----- Records for the exercise -----

//! Integration tests for the churn service API endpoints

use axum::{
    body::Body,
    http::{Request, StatusCode},
    Router,
};
use churn_lib::{
    health::{components, HealthRegistry},
    observability::{PipelineMetrics, StructuredLogger},
    store::{ArtifactStore, MemoryArtifactStore, StoreOperation},
    ChurnPredictor, PipelineSettings, PromotionOrchestrator, TrainingPipeline,
};
use churn_server::api::{create_router, AppState};
use serde_json::{json, Value};
use std::sync::Arc;
use tower::ServiceExt;

fn customer_csv(rows: usize) -> String {
    let mut csv = String::from(
        "CustomerID,Age,Gender,Tenure,Support Calls,Payment Delay,Subscription Type,Last Interaction,Churn\n",
    );
    for i in 0..rows {
        let churn = i % 2;
        let calls = if churn == 1 { 7 + i % 3 } else { i % 3 };
        let gender = if i % 3 == 0 { "Female" } else { "Male" };
        let plan = ["Basic", "Standard", "Premium"][i % 3];
        csv.push_str(&format!(
            "{i},{},{gender},{},{calls},{},{plan},{},{churn}\n",
            20 + i % 40,
            1 + i % 24,
            i % 30,
            1 + i % 20
        ));
    }
    csv
}

async fn setup_test_app() -> (Router, Arc<AppState>, Arc<MemoryArtifactStore>) {
    let store = Arc::new(MemoryArtifactStore::new());
    let settings = PipelineSettings::default();
    let metrics = PipelineMetrics::new();
    let logger = StructuredLogger::new("test-project");

    let health_registry = HealthRegistry::new();
    health_registry.register_all().await;

    let state = Arc::new(AppState::new(
        health_registry,
        TrainingPipeline::new(store.clone(), settings.clone(), metrics.clone(), logger.clone()),
        PromotionOrchestrator::new(store.clone(), settings.clone(), metrics.clone(), logger.clone()),
        ChurnPredictor::new(store.clone(), settings, metrics, logger),
    ));
    let router = create_router(state.clone());

    (router, state, store)
}

async fn get(app: &Router, uri: &str) -> (StatusCode, Vec<u8>) {
    let response = app
        .clone()
        .oneshot(Request::builder().uri(uri).body(Body::empty()).unwrap())
        .await
        .unwrap();
    let status = response.status();
    let body = axum::body::to_bytes(response.into_body(), usize::MAX)
        .await
        .unwrap();
    (status, body.to_vec())
}

async fn get_json(app: &Router, uri: &str) -> (StatusCode, Value) {
    let (status, body) = get(app, uri).await;
    (status, serde_json::from_slice(&body).unwrap())
}

async fn post_json(app: &Router, uri: &str, body: Value) -> (StatusCode, Value) {
    let response = app
        .clone()
        .oneshot(
            Request::builder()
                .method("POST")
                .uri(uri)
                .header("content-type", "application/json")
                .body(Body::from(body.to_string()))
                .unwrap(),
        )
        .await
        .unwrap();
    let status = response.status();
    let body = axum::body::to_bytes(response.into_body(), usize::MAX)
        .await
        .unwrap();
    (status, serde_json::from_slice(&body).unwrap())
}

fn customer(calls: u32) -> Value {
    json!({
        "CustomerID": 1001,
        "Age": 35,
        "Gender": "Male",
        "Tenure": 12,
        "Support Calls": calls,
        "Payment Delay": 4,
        "Subscription Type": "Basic",
        "Last Interaction": 3
    })
}

#[tokio::test]
async fn test_index_greets_with_time() {
    let (app, _state, _store) = setup_test_app().await;

    let (status, body) = get(&app, "/").await;

    assert_eq!(status, StatusCode::OK);
    assert!(String::from_utf8(body)
        .unwrap()
        .starts_with("Namaste. Current date and time is: "));
}

#[tokio::test]
async fn test_train_publish_predict_flow() {
    let (app, _state, store) = setup_test_app().await;
    store
        .write("data/raw/customers.csv", customer_csv(80).as_bytes())
        .await
        .unwrap();

    let (status, report) = get_json(&app, "/train").await;
    assert_eq!(status, StatusCode::OK);
    assert_eq!(report["success"], true, "{report}");
    let staged_model = report["model"].as_str().unwrap().to_string();

    let (status, report) = get_json(&app, "/publish").await;
    assert_eq!(status, StatusCode::OK);
    assert_eq!(report["outcome"], "bootstrapped");
    assert_eq!(report["promoted"], true);
    assert_eq!(
        report["live_model"].as_str().unwrap(),
        staged_model.replace("models/stage/", "models/prod/")
    );
    assert_eq!(report["states"][0], "start");
    assert_eq!(report["states"].as_array().unwrap().last().unwrap(), "reported");

    let (status, response) = post_json(
        &app,
        "/predict",
        json!({ "records": [customer(9), customer(0)] }),
    )
    .await;
    assert_eq!(status, StatusCode::OK, "{response}");
    assert_eq!(response["model"], report["live_model"]);
    let predictions = response["predictions"].as_array().unwrap();
    assert_eq!(predictions.len(), 2);
    for prediction in predictions {
        let probability = prediction["probability"].as_f64().unwrap();
        assert!((0.0..=1.0).contains(&probability));
    }
}

#[tokio::test]
async fn test_train_without_data_degrades_training() {
    let (app, _state, _store) = setup_test_app().await;

    let (status, report) = get_json(&app, "/train").await;
    assert_eq!(status, StatusCode::OK);
    assert_eq!(report["success"], false);

    let (status, health) = get_json(&app, "/healthz").await;
    assert_eq!(status, StatusCode::OK);
    assert_eq!(health["status"], "degraded");
    assert_eq!(health["components"][components::TRAINING]["status"], "degraded");
}

#[tokio::test]
async fn test_publish_with_nothing_staged() {
    let (app, _state, _store) = setup_test_app().await;

    let (status, report) = get_json(&app, "/publish").await;

    assert_eq!(status, StatusCode::OK);
    assert_eq!(report["outcome"], "nothing_staged");
    assert_eq!(report["promoted"], false);
    assert!(report["live_model"].is_null());
}

#[tokio::test]
async fn test_publish_storage_fault_marks_store_unhealthy() {
    let (app, state, store) = setup_test_app().await;
    state.health_registry.set_ready(true).await;
    store.fail_on(StoreOperation::List, "models/").await;

    let (_, report) = get_json(&app, "/publish").await;
    assert_eq!(report["outcome"], "failed");
    assert_eq!(report["fault"], "storage");

    let (status, health) = get_json(&app, "/healthz").await;
    assert_eq!(status, StatusCode::SERVICE_UNAVAILABLE);
    assert_eq!(health["components"][components::STORE]["status"], "unhealthy");

    let (status, _) = get_json(&app, "/readyz").await;
    assert_eq!(status, StatusCode::SERVICE_UNAVAILABLE);
}

#[tokio::test]
async fn test_predict_without_production_model_is_404() {
    let (app, _state, _store) = setup_test_app().await;

    let (status, body) = post_json(&app, "/predict", json!({ "records": [customer(1)] })).await;

    assert_eq!(status, StatusCode::NOT_FOUND);
    assert!(body["error"].as_str().unwrap().contains("no production model"));
}

#[tokio::test]
async fn test_predict_with_empty_records_is_400() {
    let (app, _state, _store) = setup_test_app().await;

    let (status, _) = post_json(&app, "/predict", json!({ "records": [] })).await;

    assert_eq!(status, StatusCode::BAD_REQUEST);
}

#[tokio::test]
async fn test_readyz_returns_503_when_not_ready() {
    let (app, _state, _store) = setup_test_app().await;

    let (status, readiness) = get_json(&app, "/readyz").await;

    assert_eq!(status, StatusCode::SERVICE_UNAVAILABLE);
    assert_eq!(readiness["ready"], false);
}

#[tokio::test]
async fn test_readyz_returns_ok_when_ready() {
    let (app, state, _store) = setup_test_app().await;
    state.health_registry.set_ready(true).await;

    let (status, readiness) = get_json(&app, "/readyz").await;

    assert_eq!(status, StatusCode::OK);
    assert_eq!(readiness["ready"], true);
}

#[tokio::test]
async fn test_metrics_endpoint_returns_prometheus_format() {
    let (app, _state, _store) = setup_test_app().await;
    get(&app, "/publish").await;

    let (status, body) = get(&app, "/metrics").await;

    assert_eq!(status, StatusCode::OK);
    let text = String::from_utf8(body).unwrap();
    assert!(text.contains("churn_pipeline_runs_total"));
}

-----

**The problem**.
Start at the first line of the material. Reproduce every line exactly, ending with the line that holds "let store = Arc::new(MemoryArtifactStore::new());".

**Answer for this exercise**.
//! Integration tests for the churn service API endpoints

use axum::{
    body::Body,
    http::{Request, StatusCode},
    Router,
};
use churn_lib::{
    health::{components, HealthRegistry},
    observability::{PipelineMetrics, StructuredLogger},
    store::{ArtifactStore, MemoryArtifactStore, StoreOperation},
    ChurnPredictor, PipelineSettings, PromotionOrchestrator, TrainingPipeline,
};
use churn_server::api::{create_router, AppState};
use serde_json::{json, Value};
use std::sync::Arc;
use tower::ServiceExt;

fn customer_csv(rows: usize) -> String {
    let mut csv = String::from(
        "CustomerID,Age,Gender,Tenure,Support Calls,Payment Delay,Subscription Type,Last Interaction,Churn\n",
    );
    for i in 0..rows {
        let churn = i % 2;
        let calls = if churn == 1 { 7 + i % 3 } else { i % 3 };
        let gender = if i % 3 == 0 { "Female" } else { "Male" };
        let plan = ["Basic", "Standard", "Premium"][i % 3];
        csv.push_str(&format!(
            "{i},{},{gender},{},{calls},{},{plan},{},{churn}\n",
            20 + i % 40,
            1 + i % 24,
            i % 30,
            1 + i % 20
        ));
    }
    csv
}

async fn setup_test_app() -> (Router, Arc<AppState>, Arc<MemoryArtifactStore>) {
    let store = Arc::new(MemoryArtifactStore::new());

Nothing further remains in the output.